» Directions for this task
Beginning with the first line of the entries below, quote each line until you reach and include the line with "impl From<CentralState> for".

» Dataset records
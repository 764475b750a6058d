//! btleplug implementation of the transport boundary.

use async_trait::async_trait;
use btleplug::api::{
    Central, CentralEvent, CentralState, Characteristic, Manager as _, Peripheral as _,
    ScanFilter, WriteType,
};
use btleplug::platform::{Adapter, Manager, Peripheral};
use futures::stream::{self, BoxStream, StreamExt};
use parking_lot::RwLock;
use std::collections::HashMap;
use std::sync::Arc;
use tracing::{debug, info, trace, warn};
use uuid::Uuid;

use crate::ble::codec::{wire_to_bytes, WireValue};
use crate::ble::transport::{AdapterState, DiscoveredDevice, NotificationFrame, PeripheralId, Transport};
use crate::error::{Error, Result};

impl From<CentralState> for AdapterState {
    fn from(state: CentralState) -> Self {
        match state {
            CentralState::PoweredOn => AdapterState::PoweredOn,
            CentralState::PoweredOff => AdapterState::PoweredOff,
            _ => AdapterState::Unknown,
        }
    }
}

/// Transport backed by the first Bluetooth adapter of the host.
pub struct BtleplugTransport {
    adapter: Adapter,
    /// Peripherals seen so far, keyed by identifier string.
    peripherals: Arc<RwLock<HashMap<String, Peripheral>>>,
}

impl BtleplugTransport {
    /// Open the first available adapter.
    ///
    /// # Errors
    ///
    /// Returns an error if Bluetooth is not available.
    pub async fn new() -> Result<Self> {
        let manager = Manager::new()
            .await
            .map_err(|_e| Error::BluetoothUnavailable)?;

        let adapters = manager.adapters().await.map_err(Error::Bluetooth)?;

        let adapter = adapters
            .into_iter()
            .next()
            .ok_or(Error::BluetoothUnavailable)?;

        info!(
            "Using Bluetooth adapter: {:?}",
            adapter.adapter_info().await.ok()
        );

        Ok(Self::with_adapter(adapter))
    }

    /// Use a specific adapter.
    pub fn with_adapter(adapter: Adapter) -> Self {
        Self {
            adapter,
            peripherals: Arc::new(RwLock::new(HashMap::new())),
        }
    }

    /// Get the underlying adapter.
    pub fn adapter(&self) -> &Adapter {
        &self.adapter
    }

    async fn peripheral(&self, id: &PeripheralId) -> Result<Peripheral> {
        if let Some(peripheral) = self.peripherals.read().get(id.as_str()).cloned() {
            return Ok(peripheral);
        }

        let peripheral = self
            .adapter
            .peripherals()
            .await?
            .into_iter()
            .find(|p| p.id().to_string() == id.as_str())
            .ok_or_else(|| Error::DeviceNotFound {
                identifier: id.to_string(),
            })?;

        self.peripherals
            .write()
            .insert(id.to_string(), peripheral.clone());
        Ok(peripheral)
    }

    async fn characteristic(
        &self,
        id: &PeripheralId,
        service: Uuid,
        uuid: Uuid,
    ) -> Result<(Peripheral, Characteristic)> {
        let peripheral = self.peripheral(id).await?;
        let characteristic = peripheral
            .characteristics()
            .into_iter()
            .find(|c| c.uuid == uuid && c.service_uuid == service)
            .ok_or_else(|| Error::CharacteristicNotFound {
                uuid: uuid.to_string(),
            })?;
        Ok((peripheral, characteristic))
    }
}

/// Describe a peripheral from its advertised properties.
async fn describe(peripheral: &Peripheral) -> Option<DiscoveredDevice> {
    let properties = match peripheral.properties().await {
        Ok(Some(p)) => p,
        Ok(None) => return None,
        Err(e) => {
            trace!("Failed to read properties: {}", e);
            return None;
        }
    };

    let mut device = DiscoveredDevice::new(peripheral.id().to_string());
    if let Some(name) = properties.local_name {
        device = device.with_local_name(name);
    }
    if let Some(rssi) = properties.rssi {
        device = device.with_rssi(rssi);
    }
    Some(device)
}

/// Unsubscribes from a characteristic when the notification stream is dropped.
struct SubscriptionGuard {
    peripheral: Peripheral,
    characteristic: Characteristic,
}

impl Drop for SubscriptionGuard {
    fn drop(&mut self) {
        let Ok(runtime) = tokio::runtime::Handle::try_current() else {
            return;
        };
        let peripheral = self.peripheral.clone();
        let characteristic = self.characteristic.clone();
        runtime.spawn(async move {
            if let Err(e) = peripheral.unsubscribe(&characteristic).await {
                debug!("Failed to unsubscribe from {}: {}", characteristic.uuid, e);
            }
        });
    }
}

#[async_trait]
impl Transport for BtleplugTransport {
    async fn adapter_state(&self) -> Result<AdapterState> {
        Ok(self.adapter.adapter_state().await?.into())
    }

    async fn adapter_state_changes(&self) -> Result<BoxStream<'static, AdapterState>> {
        let events = self.adapter.events().await?;
        Ok(events
            .filter_map(|event| async move {
                match event {
                    CentralEvent::StateUpdate(state) => Some(AdapterState::from(state)),
                    _ => None,
                }
            })
            .boxed())
    }

    async fn start_discovery(&self) -> Result<BoxStream<'static, DiscoveredDevice>> {
        let events = self.adapter.events().await?;
        self.adapter.start_scan(ScanFilter::default()).await?;

        let adapter = self.adapter.clone();
        let cache = self.peripherals.clone();

        Ok(events
            .filter_map(move |event| {
                let adapter = adapter.clone();
                let cache = cache.clone();
                async move {
                    let id = match event {
                        CentralEvent::DeviceDiscovered(id) | CentralEvent::DeviceUpdated(id) => id,
                        _ => return None,
                    };

                    let peripheral = match adapter.peripheral(&id).await {
                        Ok(p) => p,
                        Err(e) => {
                            trace!("Failed to get peripheral: {}", e);
                            return None;
                        }
                    };

                    let device = describe(&peripheral).await?;
                    cache.write().insert(id.to_string(), peripheral);
                    Some(device)
                }
            })
            .boxed())
    }

    async fn stop_discovery(&self) -> Result<()> {
        self.adapter.stop_scan().await?;
        Ok(())
    }

    async fn find_peripheral(&self, id: &PeripheralId) -> Result<Option<DiscoveredDevice>> {
        match self.peripheral(id).await {
            Ok(peripheral) => Ok(Some(
                describe(&peripheral)
                    .await
                    .unwrap_or_else(|| DiscoveredDevice::new(id.clone())),
            )),
            Err(Error::DeviceNotFound { .. }) => Ok(None),
            Err(e) => Err(e),
        }
    }

    async fn connect(&self, id: &PeripheralId) -> Result<()> {
        let peripheral = self.peripheral(id).await?;
        if !peripheral.is_connected().await? {
            peripheral.connect().await.map_err(|e| Error::ConnectionFailed {
                reason: e.to_string(),
            })?;
        }
        Ok(())
    }

    async fn cancel_connection(&self, id: &PeripheralId) -> Result<()> {
        let peripheral = self.peripheral(id).await?;
        if peripheral.is_connected().await? {
            peripheral.disconnect().await?;
        }
        Ok(())
    }

    async fn discover_services(&self, id: &PeripheralId) -> Result<Vec<Uuid>> {
        let peripheral = self.peripheral(id).await?;
        peripheral.discover_services().await?;
        let services: Vec<Uuid> = peripheral.services().iter().map(|s| s.uuid).collect();
        debug!("Discovered {} services on {}", services.len(), id);
        Ok(services)
    }

    async fn discover_characteristics(&self, id: &PeripheralId, service: Uuid) -> Result<Vec<Uuid>> {
        let peripheral = self.peripheral(id).await?;
        let characteristics: Vec<Uuid> = peripheral
            .services()
            .into_iter()
            .find(|s| s.uuid == service)
            .map(|s| s.characteristics.into_iter().map(|c| c.uuid).collect())
            .ok_or_else(|| Error::ServiceNotFound {
                uuid: service.to_string(),
            })?;
        Ok(characteristics)
    }

    async fn monitor(
        &self,
        id: &PeripheralId,
        service: Uuid,
        characteristic: Uuid,
    ) -> Result<BoxStream<'static, NotificationFrame>> {
        let (peripheral, target) = self.characteristic(id, service, characteristic).await?;

        let notifications = peripheral.notifications().await?;
        peripheral.subscribe(&target).await?;
        debug!("Subscribed to notifications from {}", characteristic);

        let guard = SubscriptionGuard {
            peripheral,
            characteristic: target,
        };

        let frames = notifications.filter_map(move |notification| async move {
            if notification.uuid != characteristic {
                return None;
            }
            Some(if notification.value.is_empty() {
                NotificationFrame::Empty
            } else {
                NotificationFrame::Value(WireValue::from(notification.value))
            })
        });

        // The guard lives as long as the stream.
        Ok(stream::unfold((frames.boxed(), guard), |(mut frames, guard)| async move {
            frames.next().await.map(|frame| (frame, (frames, guard)))
        })
        .boxed())
    }

    async fn write_with_response(
        &self,
        id: &PeripheralId,
        service: Uuid,
        characteristic: Uuid,
        value: WireValue,
    ) -> Result<()> {
        let (peripheral, target) = self.characteristic(id, service, characteristic).await?;
        let data = wire_to_bytes(&value);

        peripheral
            .write(&target, &data, WriteType::WithResponse)
            .await
            .map_err(Error::Bluetooth)?;

        trace!("Wrote {} bytes to characteristic {}", data.len(), characteristic);
        Ok(())
    }

    async fn disconnections(&self, id: &PeripheralId) -> Result<BoxStream<'static, ()>> {
        let events = self.adapter.events().await?;
        let id = id.clone();

        Ok(events
            .filter_map(move |event| {
                let dropped = match event {
                    CentralEvent::DeviceDisconnected(peripheral) => {
                        peripheral.to_string() == id.as_str()
                    }
                    _ => false,
                };
                if dropped {
                    warn!("Peripheral {} disconnected", id);
                }
                async move { dropped.then_some(()) }
            })
            .boxed())
    }
}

» Solution below
repository 764475b750a6058d
//! btleplug implementation of the transport boundary.

use async_trait::async_trait;
use btleplug::api::{
    Central, CentralEvent, CentralState, Characteristic, Manager as _, Peripheral as _,
    ScanFilter, WriteType,
};
use btleplug::platform::{Adapter, Manager, Peripheral};
use futures::stream::{self, BoxStream, StreamExt};
use parking_lot::RwLock;
use std::collections::HashMap;
use std::sync::Arc;
use tracing::{debug, info, trace, warn};
use uuid::Uuid;

use crate::ble::codec::{wire_to_bytes, WireValue};
use crate::ble::transport::{AdapterState, DiscoveredDevice, NotificationFrame, PeripheralId, Transport};
use crate::error::{Error, Result};

impl From<CentralState> for AdapterState {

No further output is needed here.